The Sake No Hana menu is segregated by cooking methods: grilled, steamed, fried and braised options are listed alongside the non-cooked, which include excellent sushi selections and a number of salads. From the latter, we also have kani kyuri shogazu, a small bowl of flaked and fresh king crab with cucumber threads, which tastes clean and pure, the essence of Japanese food. From this point onwards, however, I have issues. The moriawase mixed tempura has excellent texture and properly fine and lacy batter, but some of what lies beneath is completely tasteless. The courgette flowers are delicious, but the tempura shimegi mushrooms and frozen, farmed prawns are all a bit of a let down although, to be fair, the slices of tempura pumpkin (kabocha) are a total triumph. Who could imagine that would work? Yet somehow it does. The restaurant uses good quality poultry, shown at its best in a terrific dish of tori nitsuke; a fabulous preparation of chicken braised with soya and sake, with a honey hit somewhere in its depths. Unagi no hitsumabushi features a clay cooking pot of eel rice, with the grains cooked to a crunchy crust on the bottom layer, and the miso coated eel steamed on top. Unfortunately the eel is overcooked. Sawani wan soup is indeed a bit wan.
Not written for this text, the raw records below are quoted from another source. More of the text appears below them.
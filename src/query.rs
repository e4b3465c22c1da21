//! Derived lookups over the incidence relation.
//!
//! Everything here is a pure read built on [`Hypergraph`]'s incidence sets.
//! The public methods validate node kinds and report structural errors; the
//! crate-internal variants assume well-typed ids and are what production
//! matching uses on hot paths.
//!
//! Results are returned in ascending id order.

use crate::core::{Hypergraph, Label, Node, NodeId};
use crate::error::GraphError;
use crate::geometry::sort_counter_clockwise;
use std::collections::BTreeSet;

impl Hypergraph {
    /// Points spanned by a hyperedge.
    pub fn points_of(&self, hyperedge: NodeId) -> Result<Vec<NodeId>, GraphError> {
        self.hyperedge(hyperedge)?;
        Ok(self.incident(hyperedge).collect())
    }

    /// Hyperedges incident to a point.
    pub fn hyperedges_of(&self, point: NodeId) -> Result<Vec<NodeId>, GraphError> {
        self.point(point)?;
        Ok(self.incident(point).collect())
    }

    /// Points sharing at least one hyperedge with `point`, excluding itself.
    pub fn neighbors_of(&self, point: NodeId) -> Result<Vec<NodeId>, GraphError> {
        self.point(point)?;
        let neighbors: BTreeSet<NodeId> = self
            .incident(point)
            .flat_map(|h| self.incident(h))
            .filter(|&p| p != point)
            .collect();
        Ok(neighbors.into_iter().collect())
    }

    /// Hyperedges incident to both points. Typically the element they belong
    /// to and/or the `Edge` joining them.
    pub fn hyperedges_between(&self, a: NodeId, b: NodeId) -> Result<Vec<NodeId>, GraphError> {
        self.point(a)?;
        self.point(b)?;
        Ok(self.joining(a, b).collect())
    }

    /// `Edge`-labelled hyperedges incident to both points.
    pub fn edges_between(&self, a: NodeId, b: NodeId) -> Result<Vec<NodeId>, GraphError> {
        self.point(a)?;
        self.point(b)?;
        Ok(self.edges_joining(a, b).collect())
    }

    /// A point `m`, distinct from `a` and `b`, joined to both by `Edge`
    /// hyperedges: the midpoint left behind when the side `a`–`b` was broken.
    /// The smallest such id wins.
    pub fn find_midpoint(&self, a: NodeId, b: NodeId) -> Result<Option<NodeId>, GraphError> {
        self.point(a)?;
        self.point(b)?;
        Ok(self.midpoint_between(a, b))
    }

    /// Corners of a hyperedge ordered counter-clockwise around their centroid.
    pub fn sorted_corners(&self, hyperedge: NodeId) -> Result<Vec<NodeId>, GraphError> {
        self.hyperedge(hyperedge)?;
        Ok(self.corners_ccw(hyperedge))
    }

    pub(crate) fn joining(&self, a: NodeId, b: NodeId) -> impl Iterator<Item = NodeId> + '_ {
        self.incident(a).filter(move |&h| self.is_linked(h, b))
    }

    pub(crate) fn edges_joining(&self, a: NodeId, b: NodeId) -> impl Iterator<Item = NodeId> + '_ {
        self.joining(a, b).filter(move |&h| self.is_edge(h))
    }

    pub(crate) fn midpoint_between(&self, a: NodeId, b: NodeId) -> Option<NodeId> {
        let candidates: BTreeSet<NodeId> = self
            .incident(a)
            .filter(|&h| self.is_edge(h))
            .flat_map(|h| self.incident(h))
            .filter(|&m| m != a && m != b)
            .collect();
        candidates
            .into_iter()
            .find(|&m| self.edges_joining(m, b).next().is_some())
    }

    pub(crate) fn corners_ccw(&self, hyperedge: NodeId) -> Vec<NodeId> {
        let mut corners: Vec<_> = self
            .incident(hyperedge)
            .filter_map(|p| self.point(p).ok())
            .collect();
        sort_counter_clockwise(&mut corners);
        corners.into_iter().map(|p| p.id).collect()
    }

    fn is_edge(&self, id: NodeId) -> bool {
        matches!(self.node(id), Ok(Node::Hyperedge(h)) if h.label == Label::Edge)
    }
}
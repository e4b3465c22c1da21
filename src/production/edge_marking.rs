//! Edge marking: flags the sides of a marked element for breaking.

use super::{candidates, is_closed, sides, ElementMatch, Production, ProductionKind};
use crate::config::EdgeMarkingStrategy;
use crate::core::{Hypergraph, Label, Node, NodeId};
use crate::error::GraphError;
use std::collections::BTreeSet;
use tracing::debug;

/// Sets R on the `Edge` hyperedges bounding a marked element.
///
/// With [`EdgeMarkingStrategy::Sides`] the element must pass the closure
/// check and each consecutive corner pair has its joining `Edge`s flagged.
/// A side a neighbour has already broken has no such `Edge` and is left
/// alone. With [`EdgeMarkingStrategy::PointSet`] only the arity is checked
/// and every unflagged `Edge` between two of the element's corners is
/// flagged.
#[derive(Debug, Clone, Copy, PartialEq, Eq)]
pub struct MarkEdges {
    pub shape: Label,
    pub strategy: EdgeMarkingStrategy,
}

impl MarkEdges {
    pub fn new(shape: Label) -> Self {
        Self {
            shape,
            strategy: EdgeMarkingStrategy::default(),
        }
    }

    pub fn with_strategy(shape: Label, strategy: EdgeMarkingStrategy) -> Self {
        Self { shape, strategy }
    }

    /// The `Edge`s this production would flag for the given match.
    pub fn edges_to_mark(&self, graph: &Hypergraph, m: &ElementMatch) -> Vec<NodeId> {
        let edges: BTreeSet<NodeId> = match self.strategy {
            EdgeMarkingStrategy::Sides => sides(&m.corners)
                .flat_map(|(a, b)| graph.edges_joining(a, b).collect::<Vec<_>>())
                .collect(),
            EdgeMarkingStrategy::PointSet => {
                let corners: BTreeSet<NodeId> = m.corners.iter().copied().collect();
                m.corners
                    .iter()
                    .flat_map(|&c| graph.incident(c))
                    .filter(|&h| {
                        matches!(graph.node(h), Ok(Node::Hyperedge(e)) if e.is_edge() && !e.refine)
                            && graph.degree(h) == 2
                            && graph.incident(h).all(|p| corners.contains(&p))
                    })
                    .collect()
            }
        };
        edges.into_iter().collect()
    }
}

impl Production for MarkEdges {
    type Match = ElementMatch;

    fn kind(&self) -> ProductionKind {
        ProductionKind::MarkEdges(self.shape)
    }

    fn find_matches(&self, graph: &Hypergraph, target: Option<NodeId>) -> Vec<ElementMatch> {
        if !self.shape.is_element() {
            return Vec::new();
        }
        candidates(graph, target, self.shape)
            .into_iter()
            .filter(|h| h.refine && graph.degree(h.id) == self.shape.arity())
            .filter_map(|h| {
                let corners = graph.corners_ccw(h.id);
                let accepted = match self.strategy {
                    EdgeMarkingStrategy::Sides => is_closed(graph, h.id, &corners),
                    EdgeMarkingStrategy::PointSet => true,
                };
                accepted.then_some(ElementMatch {
                    element: h.id,
                    corners,
                })
            })
            .collect()
    }

    fn rewrite(&self, graph: &mut Hypergraph, m: &ElementMatch) -> Result<Vec<NodeId>, GraphError> {
        let edges = self.edges_to_mark(graph, m);
        debug!(element = %m.element, edges = edges.len(), "marking sides");
        for edge in edges {
            graph.set_refine(edge, true)?;
        }
        Ok(Vec::new())
    }
}
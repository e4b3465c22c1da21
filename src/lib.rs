//! Hypergrammar: adaptive refinement of 2-D polygonal meshes by hypergraph
//! grammar productions.
//!
//! A mesh is a hypergraph whose vertices are geometric points and whose
//! hyperedges are either mesh sides (`Edge`, two points) or polygonal
//! elements (`Quad` through `Heptagon`). Refinement is a sequence of local
//! rewrites:
//! - marking an element and then its sides,
//! - breaking every marked side at its midpoint, reusing a midpoint a
//!   neighbour has already created on a shared side,
//! - splitting the element into one quad per corner around its center.
//!
//! Every production is generic over the element's arity, so one
//! implementation serves all polygon shapes.
//!
//! # Citations
//! - Hyperedge replacement: Habel, "Hyperedge Replacement: Grammars and Languages" (1992)
//! - Hypergraph grammars for mesh refinement: Ślusarczyk & Paszyński, "Hypergraph grammars in hp-adaptive finite element method" (2013)
//! - Graph grammar driven adaptivity: Paszyński et al., "Graph grammar-driven parallel adaptive PDE solvers" (2010)
//!
//! # Example
//!
//! ```
//! use hypergrammar::prelude::*;
//!
//! let mut mesh = Hypergraph::new();
//! for (id, x, y) in [(1, 0.0, 0.0), (2, 2.0, 0.0), (3, 2.0, 2.0), (4, 0.0, 2.0)] {
//!     mesh.add_point(NodeId::new(id), x, y)?;
//! }
//! for (id, a, b) in [(11, 1, 2), (12, 2, 3), (13, 3, 4), (14, 4, 1)] {
//!     mesh.add_hyperedge(NodeId::new(id), Label::Edge, false, true)?;
//!     mesh.link(NodeId::new(id), NodeId::new(a))?;
//!     mesh.link(NodeId::new(id), NodeId::new(b))?;
//! }
//! mesh.add_hyperedge(NodeId::new(20), Label::Quad, false, false)?;
//! for corner in 1..=4 {
//!     mesh.link(NodeId::new(20), NodeId::new(corner))?;
//! }
//!
//! let outcome = Refiner::default().refine(&mut mesh, NodeId::new(20))?;
//! assert_eq!(outcome.new_elements.len(), 4);
//! assert!(is_well_formed(&mesh));
//! # Ok::<(), GraphError>(())
//! ```

pub mod config;
pub mod core;
pub mod derivation;
pub mod error;
pub mod fingerprint;
pub mod geometry;
pub mod invariants;
pub mod production;
pub mod query;
pub mod trace;

pub use crate::config::{EdgeMarkingStrategy, RefinementConfig, SharedEdgePolicy};
pub use crate::core::{Hyperedge, Hypergraph, Label, Node, NodeId, NodeKind, Point};
pub use crate::derivation::{RefinementOutcome, Refiner};
pub use crate::error::GraphError;
pub use crate::fingerprint::{mesh_fingerprint, HashValue};
pub use crate::production::{Applied, Production, ProductionKind};
pub use crate::trace::{DerivationStep, DerivationTrace};

/// Prelude for convenient usage.
pub mod prelude {
    pub use crate::config::{EdgeMarkingStrategy, RefinementConfig, SharedEdgePolicy};
    pub use crate::core::{Hyperedge, Hypergraph, Label, Node, NodeId, NodeKind, Point};
    pub use crate::derivation::{RefinementOutcome, Refiner};
    pub use crate::error::GraphError;
    pub use crate::fingerprint::{mesh_fingerprint, HashValue};
    pub use crate::invariants::{check_well_formed, is_well_formed};
    pub use crate::production::{
        Applied, MarkEdges, MarkElement, Production, ProductionKind, SplitBoundaryEdge,
        SplitElement, SplitSharedEdge, SyncSharedEdge,
    };
    pub use crate::trace::{DerivationStep, DerivationTrace};
}
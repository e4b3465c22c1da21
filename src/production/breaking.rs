//! Edge breaking: the three rewrites that put a midpoint on a marked side.
//!
//! - [`SplitBoundaryEdge`] splits a marked boundary side.
//! - [`SyncSharedEdge`] breaks a marked shared side at the midpoint its
//!   neighbour already created.
//! - [`SplitSharedEdge`] breaks a marked shared side no neighbour has touched.
//!
//! The synchronising rewrite must run before the uncoordinated one in every
//! round, and the two match disjoint sets of edges: a shared side either has
//! a midpoint between its endpoints or it does not. Breaking one side can
//! expose another, so callers drive these to a fixed point (see
//! [`Refiner::break_marked_edges`](crate::derivation::Refiner::break_marked_edges)).

use super::{candidates, endpoints, span, Production, ProductionKind};
use crate::config::SharedEdgePolicy;
use crate::core::{Hyperedge, Hypergraph, Label, NodeId};
use crate::error::GraphError;
use crate::geometry::midpoint;
use tracing::debug;

/// A marked `Edge` and its two endpoints.
#[derive(Debug, Clone, Copy, PartialEq, Eq)]
pub struct EdgeMatch {
    pub edge: NodeId,
    pub endpoints: (NodeId, NodeId),
}

/// A marked shared `Edge` together with the midpoint its neighbour created.
#[derive(Debug, Clone, Copy, PartialEq, Eq)]
pub struct SyncMatch {
    pub edge: NodeId,
    pub endpoints: (NodeId, NodeId),
    pub midpoint: NodeId,
}

/// Marked two-point `Edge`s with the given boundary flag.
fn marked_edges(
    graph: &Hypergraph,
    target: Option<NodeId>,
    boundary: bool,
) -> impl Iterator<Item = (&Hyperedge, (NodeId, NodeId))> {
    candidates(graph, target, Label::Edge)
        .into_iter()
        .filter(move |e| e.refine && e.boundary == boundary)
        .filter_map(move |e| endpoints(graph, e.id).map(|ends| (e, ends)))
}

/// Inserts a point halfway between `a` and `b`.
fn insert_midpoint(
    graph: &mut Hypergraph,
    (a, b): (NodeId, NodeId),
    hanging: bool,
) -> Result<NodeId, GraphError> {
    let (x, y) = midpoint(graph.point(a)?.position(), graph.point(b)?.position());
    graph.insert_point(x, y, hanging)
}

/// Splits a marked boundary `Edge` at its midpoint.
///
/// Right-hand side: a new non-hanging point halfway between the endpoints,
/// two boundary `Edge`s (R=0, B=1) joining it to each endpoint. The original
/// edge is removed.
#[derive(Debug, Clone, Copy, Default, PartialEq, Eq)]
pub struct SplitBoundaryEdge;

impl Production for SplitBoundaryEdge {
    type Match = EdgeMatch;

    fn kind(&self) -> ProductionKind {
        ProductionKind::SplitBoundaryEdge
    }

    fn find_matches(&self, graph: &Hypergraph, target: Option<NodeId>) -> Vec<EdgeMatch> {
        marked_edges(graph, target, true)
            .map(|(e, endpoints)| EdgeMatch {
                edge: e.id,
                endpoints,
            })
            .collect()
    }

    fn rewrite(&self, graph: &mut Hypergraph, m: &EdgeMatch) -> Result<Vec<NodeId>, GraphError> {
        let (a, b) = m.endpoints;
        let mid = insert_midpoint(graph, m.endpoints, false)?;
        let first = span(graph, Label::Edge, false, true, &[a, mid])?;
        let second = span(graph, Label::Edge, false, true, &[mid, b])?;
        graph.remove(m.edge)?;
        debug!(edge = %m.edge, midpoint = %mid, "split boundary edge");
        Ok(vec![mid, first, second])
    }
}

/// Splits a marked shared `Edge` that no neighbour has broken yet.
///
/// Right-hand side: a new hanging point halfway between the endpoints and two
/// shared `Edge`s (R=0, B=0) joining it to each endpoint. The coarse edge is
/// removed under [`SharedEdgePolicy::Replace`] and kept with R cleared under
/// [`SharedEdgePolicy::Retain`].
#[derive(Debug, Clone, Copy, Default, PartialEq, Eq)]
pub struct SplitSharedEdge {
    pub policy: SharedEdgePolicy,
}

impl SplitSharedEdge {
    pub fn new(policy: SharedEdgePolicy) -> Self {
        Self { policy }
    }
}

impl Production for SplitSharedEdge {
    type Match = EdgeMatch;

    fn kind(&self) -> ProductionKind {
        ProductionKind::SplitSharedEdge
    }

    fn find_matches(&self, graph: &Hypergraph, target: Option<NodeId>) -> Vec<EdgeMatch> {
        marked_edges(graph, target, false)
            .filter(|&(_, (a, b))| graph.midpoint_between(a, b).is_none())
            .map(|(e, endpoints)| EdgeMatch {
                edge: e.id,
                endpoints,
            })
            .collect()
    }

    fn rewrite(&self, graph: &mut Hypergraph, m: &EdgeMatch) -> Result<Vec<NodeId>, GraphError> {
        let (a, b) = m.endpoints;
        let mid = insert_midpoint(graph, m.endpoints, true)?;
        let first = span(graph, Label::Edge, false, false, &[a, mid])?;
        let second = span(graph, Label::Edge, false, false, &[mid, b])?;
        match self.policy {
            SharedEdgePolicy::Replace => {
                graph.remove(m.edge)?;
            }
            SharedEdgePolicy::Retain => graph.set_refine(m.edge, false)?,
        }
        debug!(edge = %m.edge, midpoint = %mid, policy = ?self.policy, "split shared edge");
        Ok(vec![mid, first, second])
    }
}

/// Breaks a marked shared `Edge` at the midpoint its neighbour already made.
///
/// Left-hand side: a marked shared `Edge` `a`–`b` and a third point `m`
/// joined to both `a` and `b` by `Edge`s. Right-hand side: the coarse edge is
/// removed and two fresh shared `Edge`s `a`–`m`, `m`–`b` (R=0, B=0) are
/// created, so both elements end up on the same midpoint.
#[derive(Debug, Clone, Copy, Default, PartialEq, Eq)]
pub struct SyncSharedEdge;

impl Production for SyncSharedEdge {
    type Match = SyncMatch;

    fn kind(&self) -> ProductionKind {
        ProductionKind::SyncSharedEdge
    }

    fn find_matches(&self, graph: &Hypergraph, target: Option<NodeId>) -> Vec<SyncMatch> {
        marked_edges(graph, target, false)
            .filter_map(|(e, (a, b))| {
                graph.midpoint_between(a, b).map(|midpoint| SyncMatch {
                    edge: e.id,
                    endpoints: (a, b),
                    midpoint,
                })
            })
            .collect()
    }

    fn rewrite(&self, graph: &mut Hypergraph, m: &SyncMatch) -> Result<Vec<NodeId>, GraphError> {
        let (a, b) = m.endpoints;
        graph.point(m.midpoint)?;
        graph.remove(m.edge)?;
        let first = span(graph, Label::Edge, false, false, &[a, m.midpoint])?;
        let second = span(graph, Label::Edge, false, false, &[m.midpoint, b])?;
        debug!(edge = %m.edge, midpoint = %m.midpoint, "synchronised shared edge");
        Ok(vec![first, second])
    }
}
There are also several luxury dishes on the menu, including white truffle rice with toasted nori (£70) and a braised dish of gyuniku miso ni, which features Japanese beef with miso and ‘Japanese baby leek’ (£55). S and I have the mushi sabu beef (£70), which involves big creamy strips of wagyu beef cobwebbed with fat, with mizuna, shiitake mushrooms, Chinese cabbage and ponzu sauce. Although the theatre with which this sharing dish is prepared is much enjoyed by S and I, we don’t really recommend ordering it. Our waiter unloads a wooden steamer box the size of a beehive, and steams the beef over cabbage at the table, then rolls the slices of meat around the vegetables. Supposedly the best beef in the world? Steamed over cabbage? It just doesn’t work for us, and not just because of the cruciferous fumes..
For pudding we have a green tea parfait, served in blocks the consistency of halva, with a winning peanut brittle crushed over the top. We also have a kind of Japanese trifle; a sweet confection layered with plum wine jelly, fruit sorbets, aduki bean paste and crushed berries. The sorbets are so cold I watch S’s eyeballs goggle in shock, although both these preparations are delicious and interesting; a rare combination.
Overall, perhaps too many of the flavours are muted, while the sharing concept is haphazard – some dishes are huge (the chicken), while others are small (the crab). The sommelier’s endorsement of a carafe of sake which is four times the price of the one we had with our previous dishes does rankle, but we broke our own rule of never ordering anything ad hoc without checking the price first. However, despite these misgivings, Sake No Hana remains intriguing. It is one of those restaurants you have to study to enjoy. The first lesson is this; if you do go, go with a bunch of friends and absolutely insist on a tatami table in the middle of the room. It makes for a much richer experience, in more ways than one.
- Sake No Hana, 23 St James’s Street, London SW1. Tel: 020 7925 8988.Dinner for two, £100, excluding drinks and service. Open evenings only at the moment. The ground floor sushi bar opens in January.